Transdermal delivery of drugs represents a non-invasive alternative treatment used not only for skin diseases. As one of the possible penetration enhancing agents, various types of nanoparticles (NPs) could be used. Silver NPs (AgNPs) could be used for some medical purposes considering their antibacterial and antiinflammatory properties. We demonstrate a novel method of quantification of permeated AgNPs, detection of AgNPs dissolving while passing the skin, and examination of interactions between skin and systems with AgNPs. Several AgNPs (exhibiting defined mean diameters of 20, 40, 60, and 100 nm) were added individually to the pure solvents commonly used in pharmaceuticals, namely ethanol, methanol, dimethyl sulfoxide, and demineralized water. AgNP dispersions in different solvents were applied to untreated samples of the skin. Attenuated total reflection technique was used for monitoring the kinetic series of infrared spectra to elucidate the time-dependent changes in the uppermost layer of the skin.
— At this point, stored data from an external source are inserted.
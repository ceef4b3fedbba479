//! A singleton factory whose implementations can be swapped out by tests.

use crate::activator::Argument;
use crate::descriptor::{Contract, TypeDescriptor};
use crate::error::Result;
use crate::factory::{Factory, ResolutionTarget};
use crate::instance::Instance;
use crate::registration::validate;

use std::any::TypeId;

use dashmap::DashMap;
use tracing::debug;

/// Behaves like [`Singleton`](crate::Singleton), except that an override table
/// (contract -> substitute implementation) is consulted before constructing.
///
/// Share it through an `Arc` to keep adding overrides after registering:
///
/// ```
/// use fibre_plug::{Component, Container, Contract, DescriptorBuilder, MockFactory, TypeDescriptor};
/// use std::sync::Arc;
///
/// trait Clock: Send + Sync { fn now(&self) -> u64; }
/// impl Contract for dyn Clock {}
///
/// struct SystemClock;
/// impl Clock for SystemClock { fn now(&self) -> u64 { 1_700_000_000 } }
/// impl Component for SystemClock {
///   type Params = ();
///   fn construct(_: ()) -> Self { SystemClock }
///   fn describe(d: DescriptorBuilder<Self>) -> DescriptorBuilder<Self> { d.implements::<dyn Clock>(|it| it) }
/// }
///
/// struct FrozenClock;
/// impl Clock for FrozenClock { fn now(&self) -> u64 { 0 } }
/// impl Component for FrozenClock {
///   type Params = ();
///   fn construct(_: ()) -> Self { FrozenClock }
///   fn describe(d: DescriptorBuilder<Self>) -> DescriptorBuilder<Self> { d.implements::<dyn Clock>(|it| it) }
/// }
///
/// let mocks = Arc::new(MockFactory::new());
/// let container = Container::new();
/// container.register::<dyn Clock, SystemClock>(Arc::clone(&mocks)).unwrap();
///
/// mocks.mock::<dyn Clock>(TypeDescriptor::of::<FrozenClock>()).unwrap();
/// assert_eq!(container.resolve::<dyn Clock>().unwrap().now(), 0);
/// ```
#[derive(Debug, Default)]
pub struct MockFactory {
  overrides: DashMap<TypeId, TypeDescriptor>,
}

impl MockFactory {
  pub fn new() -> Self {
    Self::default()
  }

  /// Substitutes `substitute` for whatever is registered against `C`.
  ///
  /// Returns the override it replaced, if any.
  pub fn mock<C: Contract + ?Sized>(&self, substitute: TypeDescriptor) -> Result<Option<TypeDescriptor>> {
    self.mock_type(&TypeDescriptor::contract::<C>(), substitute)
  }

  pub fn mock_type(
    &self,
    contract: &TypeDescriptor,
    substitute: TypeDescriptor,
  ) -> Result<Option<TypeDescriptor>> {
    validate(contract, &substitute)?;
    debug!(contract = contract.name(), substitute = substitute.name(), "mock installed");
    Ok(self.overrides.insert(contract.id(), substitute))
  }

  pub fn unmock<C: Contract + ?Sized>(&self) -> Option<TypeDescriptor> {
    self.overrides.remove(&TypeId::of::<C>()).map(|(_, substitute)| substitute)
  }

  pub fn clear(&self) {
    self.overrides.clear();
  }

  pub fn is_mocked<C: Contract + ?Sized>(&self) -> bool {
    self.overrides.contains_key(&TypeId::of::<C>())
  }
}

impl Factory for MockFactory {
  fn resolve(&self, target: &mut ResolutionTarget<'_>, args: &[Argument]) -> Result<()> {
    // The override table is read once per resolution.
    let substitute = self
      .overrides
      .get(&target.contract().id())
      .map(|substitute| substitute.value().clone());
    let effective = substitute
      .clone()
      .unwrap_or_else(|| target.implementation().clone());

    // The held instance is kept only while it still matches the active override.
    let current = target.instance().map(Instance::concrete_type_id);
    if current != Some(effective.id()) {
      let instance = effective.activate(args)?;
      if let Some(replaced) = target.set(instance) {
        replaced.dispose();
      }
    }

    if let Some(substitute) = substitute {
      target.substitute(substitute);
    }
    Ok(())
  }

  fn name(&self) -> &'static str {
    "mock"
  }
}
The depth profiling spectra series were measured using confocal Raman microspectrometer. All recorded vibrational spectra were evaluated by multivariate statistical methods. A strong influence of AgNP size on the structural changes of the skin surface was evident. The largest changes of the skin structure were caused by the 20-nm and 40-nm AgNPs. Permeation of used AgNPs was studied on vertical Franz diffusion cells with detection of permeated AgNPs by new method based on single-particle inductively coupled plasma mass spectrometry.